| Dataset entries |
[Start of Attachment]

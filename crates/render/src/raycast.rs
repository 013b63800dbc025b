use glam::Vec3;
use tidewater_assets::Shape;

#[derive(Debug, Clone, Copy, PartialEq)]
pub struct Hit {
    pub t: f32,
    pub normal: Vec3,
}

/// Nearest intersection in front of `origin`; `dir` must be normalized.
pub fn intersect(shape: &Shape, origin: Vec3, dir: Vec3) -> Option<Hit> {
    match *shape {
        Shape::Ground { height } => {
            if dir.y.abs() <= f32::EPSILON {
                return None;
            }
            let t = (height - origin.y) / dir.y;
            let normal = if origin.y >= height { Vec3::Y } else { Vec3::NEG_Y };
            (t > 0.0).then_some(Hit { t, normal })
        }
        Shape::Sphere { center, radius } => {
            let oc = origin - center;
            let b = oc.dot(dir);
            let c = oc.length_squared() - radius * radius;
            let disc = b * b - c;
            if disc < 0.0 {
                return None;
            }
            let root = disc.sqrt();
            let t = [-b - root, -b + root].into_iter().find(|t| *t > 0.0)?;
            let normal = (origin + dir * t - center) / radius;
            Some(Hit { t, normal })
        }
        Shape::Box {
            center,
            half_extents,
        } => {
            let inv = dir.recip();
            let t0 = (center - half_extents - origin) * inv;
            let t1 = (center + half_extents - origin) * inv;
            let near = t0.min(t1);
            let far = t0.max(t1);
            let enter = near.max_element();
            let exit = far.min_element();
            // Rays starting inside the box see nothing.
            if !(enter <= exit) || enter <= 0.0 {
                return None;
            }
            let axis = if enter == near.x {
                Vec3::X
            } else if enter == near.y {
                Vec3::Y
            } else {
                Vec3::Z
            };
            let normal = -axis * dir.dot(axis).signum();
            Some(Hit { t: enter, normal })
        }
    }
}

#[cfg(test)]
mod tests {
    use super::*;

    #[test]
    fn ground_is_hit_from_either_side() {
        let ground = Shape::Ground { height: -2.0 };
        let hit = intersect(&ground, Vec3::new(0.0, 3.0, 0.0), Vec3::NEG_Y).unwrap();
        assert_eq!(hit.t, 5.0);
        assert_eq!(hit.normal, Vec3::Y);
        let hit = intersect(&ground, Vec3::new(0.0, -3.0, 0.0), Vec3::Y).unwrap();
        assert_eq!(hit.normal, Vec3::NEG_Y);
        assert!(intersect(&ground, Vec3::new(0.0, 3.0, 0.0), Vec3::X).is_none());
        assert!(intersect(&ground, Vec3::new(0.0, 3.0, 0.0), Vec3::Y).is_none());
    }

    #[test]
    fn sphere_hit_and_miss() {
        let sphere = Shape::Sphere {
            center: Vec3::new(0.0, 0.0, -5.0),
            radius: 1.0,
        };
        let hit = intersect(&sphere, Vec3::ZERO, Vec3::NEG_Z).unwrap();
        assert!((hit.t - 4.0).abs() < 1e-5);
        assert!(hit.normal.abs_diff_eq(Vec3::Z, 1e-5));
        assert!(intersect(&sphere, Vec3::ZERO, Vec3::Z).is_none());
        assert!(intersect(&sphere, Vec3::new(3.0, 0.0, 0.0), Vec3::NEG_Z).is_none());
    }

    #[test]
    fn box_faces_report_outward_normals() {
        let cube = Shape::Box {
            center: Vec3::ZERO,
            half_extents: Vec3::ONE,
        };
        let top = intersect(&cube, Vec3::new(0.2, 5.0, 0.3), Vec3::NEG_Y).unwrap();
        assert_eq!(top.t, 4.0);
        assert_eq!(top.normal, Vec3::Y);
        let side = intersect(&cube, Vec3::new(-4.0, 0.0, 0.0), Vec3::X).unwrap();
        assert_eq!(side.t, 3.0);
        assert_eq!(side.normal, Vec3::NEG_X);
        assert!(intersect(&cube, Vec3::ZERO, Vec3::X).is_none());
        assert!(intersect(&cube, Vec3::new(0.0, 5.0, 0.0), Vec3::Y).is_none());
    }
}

[End of Attachment]

| WHAT THE EXERCISE ASKS |
Output only the lines from the line that contains "0.0, 0.0), Vec3::X).unwrap();" through the end of the entries, both included, exactly as they appear.

| COMPLETED EXERCISE |
        let side = intersect(&cube, Vec3::new(-4.0, 0.0, 0.0), Vec3::X).unwrap();
        assert_eq!(side.t, 3.0);
        assert_eq!(side.normal, Vec3::NEG_X);
        assert!(intersect(&cube, Vec3::ZERO, Vec3::X).is_none());
        assert!(intersect(&cube, Vec3::new(0.0, 5.0, 0.0), Vec3::Y).is_none());
    }
}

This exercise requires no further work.